◆ **Task goal**
From the listing below, copy each line that contains the word "only".

◆ **Data listing**
- Opening Delimiter -
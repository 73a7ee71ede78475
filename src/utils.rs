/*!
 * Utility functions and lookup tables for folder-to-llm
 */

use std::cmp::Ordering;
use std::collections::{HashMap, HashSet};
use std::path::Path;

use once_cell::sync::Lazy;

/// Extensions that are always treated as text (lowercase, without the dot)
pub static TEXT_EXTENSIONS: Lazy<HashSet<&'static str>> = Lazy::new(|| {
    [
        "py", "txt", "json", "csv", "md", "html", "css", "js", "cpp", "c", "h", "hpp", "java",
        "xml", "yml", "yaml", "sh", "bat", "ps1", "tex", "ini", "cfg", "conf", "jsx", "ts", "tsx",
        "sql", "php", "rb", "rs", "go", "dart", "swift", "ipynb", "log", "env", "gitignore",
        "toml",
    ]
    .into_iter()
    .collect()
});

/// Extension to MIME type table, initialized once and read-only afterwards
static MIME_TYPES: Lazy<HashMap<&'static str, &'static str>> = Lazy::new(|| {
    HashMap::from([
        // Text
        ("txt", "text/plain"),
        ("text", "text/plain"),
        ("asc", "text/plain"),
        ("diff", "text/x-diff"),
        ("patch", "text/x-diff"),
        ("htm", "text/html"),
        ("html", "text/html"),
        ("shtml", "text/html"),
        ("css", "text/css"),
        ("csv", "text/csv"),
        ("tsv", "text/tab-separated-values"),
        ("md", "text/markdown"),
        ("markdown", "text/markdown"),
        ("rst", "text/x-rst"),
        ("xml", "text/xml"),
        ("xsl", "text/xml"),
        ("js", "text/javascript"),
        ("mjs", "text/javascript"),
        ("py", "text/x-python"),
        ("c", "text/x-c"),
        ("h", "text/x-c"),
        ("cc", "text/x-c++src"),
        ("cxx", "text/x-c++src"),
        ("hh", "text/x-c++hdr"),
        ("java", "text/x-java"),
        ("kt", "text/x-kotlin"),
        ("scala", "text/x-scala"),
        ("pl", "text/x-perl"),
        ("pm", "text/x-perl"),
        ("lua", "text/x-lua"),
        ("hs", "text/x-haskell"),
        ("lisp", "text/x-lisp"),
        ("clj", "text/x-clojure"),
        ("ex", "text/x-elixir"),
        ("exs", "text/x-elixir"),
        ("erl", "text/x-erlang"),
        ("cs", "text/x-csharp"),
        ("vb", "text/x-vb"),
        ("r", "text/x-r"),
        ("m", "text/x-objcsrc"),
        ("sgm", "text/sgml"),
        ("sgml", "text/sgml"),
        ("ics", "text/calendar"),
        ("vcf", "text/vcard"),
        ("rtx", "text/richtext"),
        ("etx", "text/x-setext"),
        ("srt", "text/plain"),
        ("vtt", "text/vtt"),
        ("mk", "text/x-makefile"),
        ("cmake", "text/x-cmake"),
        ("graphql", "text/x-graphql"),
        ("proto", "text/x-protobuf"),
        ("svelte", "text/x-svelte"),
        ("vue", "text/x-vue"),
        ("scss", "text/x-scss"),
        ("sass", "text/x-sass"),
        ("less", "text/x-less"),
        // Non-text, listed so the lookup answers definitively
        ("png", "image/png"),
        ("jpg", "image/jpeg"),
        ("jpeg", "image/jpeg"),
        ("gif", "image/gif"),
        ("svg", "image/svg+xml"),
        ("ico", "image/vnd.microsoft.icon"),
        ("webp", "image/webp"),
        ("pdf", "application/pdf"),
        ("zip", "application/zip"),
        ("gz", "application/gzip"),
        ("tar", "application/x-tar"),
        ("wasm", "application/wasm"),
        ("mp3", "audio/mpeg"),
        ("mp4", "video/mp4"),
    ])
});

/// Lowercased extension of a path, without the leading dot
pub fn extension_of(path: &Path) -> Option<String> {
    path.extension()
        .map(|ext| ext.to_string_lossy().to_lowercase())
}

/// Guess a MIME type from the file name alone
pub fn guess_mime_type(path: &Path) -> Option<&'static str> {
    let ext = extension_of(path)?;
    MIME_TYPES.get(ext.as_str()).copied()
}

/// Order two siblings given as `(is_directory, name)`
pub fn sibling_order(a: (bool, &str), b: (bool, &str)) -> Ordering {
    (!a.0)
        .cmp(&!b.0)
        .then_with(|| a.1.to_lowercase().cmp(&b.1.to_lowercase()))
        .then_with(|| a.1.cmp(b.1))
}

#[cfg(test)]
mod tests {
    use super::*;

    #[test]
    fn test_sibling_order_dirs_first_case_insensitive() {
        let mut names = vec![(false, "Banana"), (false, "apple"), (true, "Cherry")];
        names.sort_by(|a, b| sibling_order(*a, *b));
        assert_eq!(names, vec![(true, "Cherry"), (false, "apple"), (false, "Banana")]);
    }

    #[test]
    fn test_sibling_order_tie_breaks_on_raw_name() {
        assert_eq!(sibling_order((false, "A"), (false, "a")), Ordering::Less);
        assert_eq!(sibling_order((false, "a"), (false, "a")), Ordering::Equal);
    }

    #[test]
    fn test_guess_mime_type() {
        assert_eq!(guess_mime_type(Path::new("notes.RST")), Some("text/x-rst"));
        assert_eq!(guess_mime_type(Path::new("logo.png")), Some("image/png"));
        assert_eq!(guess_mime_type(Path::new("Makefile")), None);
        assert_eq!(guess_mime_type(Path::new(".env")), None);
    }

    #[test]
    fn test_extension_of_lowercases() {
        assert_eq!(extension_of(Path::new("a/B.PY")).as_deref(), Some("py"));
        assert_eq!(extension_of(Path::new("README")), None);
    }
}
- Closing Delimiter -
- Opening Delimiter -
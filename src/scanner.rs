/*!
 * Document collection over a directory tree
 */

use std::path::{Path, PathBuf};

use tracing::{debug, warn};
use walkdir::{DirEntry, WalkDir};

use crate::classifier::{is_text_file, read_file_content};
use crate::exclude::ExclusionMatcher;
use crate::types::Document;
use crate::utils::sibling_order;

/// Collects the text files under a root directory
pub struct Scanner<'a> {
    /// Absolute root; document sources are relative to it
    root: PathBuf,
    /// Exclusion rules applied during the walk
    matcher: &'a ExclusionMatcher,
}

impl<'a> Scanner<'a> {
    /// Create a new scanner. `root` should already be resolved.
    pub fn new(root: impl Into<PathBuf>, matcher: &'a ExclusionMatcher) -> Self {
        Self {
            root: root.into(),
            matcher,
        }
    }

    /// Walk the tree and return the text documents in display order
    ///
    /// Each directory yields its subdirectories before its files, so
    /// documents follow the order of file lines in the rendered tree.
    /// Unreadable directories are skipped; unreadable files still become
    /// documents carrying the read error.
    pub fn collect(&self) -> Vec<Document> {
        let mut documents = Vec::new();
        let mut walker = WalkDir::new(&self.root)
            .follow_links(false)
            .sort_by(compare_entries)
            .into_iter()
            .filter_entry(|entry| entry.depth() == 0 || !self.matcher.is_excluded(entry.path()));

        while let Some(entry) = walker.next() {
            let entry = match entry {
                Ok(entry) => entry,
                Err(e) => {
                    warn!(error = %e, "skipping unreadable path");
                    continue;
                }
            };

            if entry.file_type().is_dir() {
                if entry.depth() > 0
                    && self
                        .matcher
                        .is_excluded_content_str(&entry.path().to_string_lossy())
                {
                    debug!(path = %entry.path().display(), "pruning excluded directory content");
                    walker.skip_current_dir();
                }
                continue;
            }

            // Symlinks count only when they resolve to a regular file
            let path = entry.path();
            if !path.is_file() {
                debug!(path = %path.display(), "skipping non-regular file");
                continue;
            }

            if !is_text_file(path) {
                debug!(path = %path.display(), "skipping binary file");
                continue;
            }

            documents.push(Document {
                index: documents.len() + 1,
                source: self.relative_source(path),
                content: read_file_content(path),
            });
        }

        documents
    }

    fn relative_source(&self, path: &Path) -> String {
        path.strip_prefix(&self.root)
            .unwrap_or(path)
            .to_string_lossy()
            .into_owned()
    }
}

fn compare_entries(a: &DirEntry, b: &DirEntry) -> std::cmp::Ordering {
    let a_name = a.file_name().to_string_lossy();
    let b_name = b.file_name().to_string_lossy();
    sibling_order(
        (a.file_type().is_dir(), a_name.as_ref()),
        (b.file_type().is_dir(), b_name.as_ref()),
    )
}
- Closing Delimiter -
◆ **Expected answer**
/// Extension to MIME type table, initialized once and read-only afterwards
            // Symlinks count only when they resolve to a regular file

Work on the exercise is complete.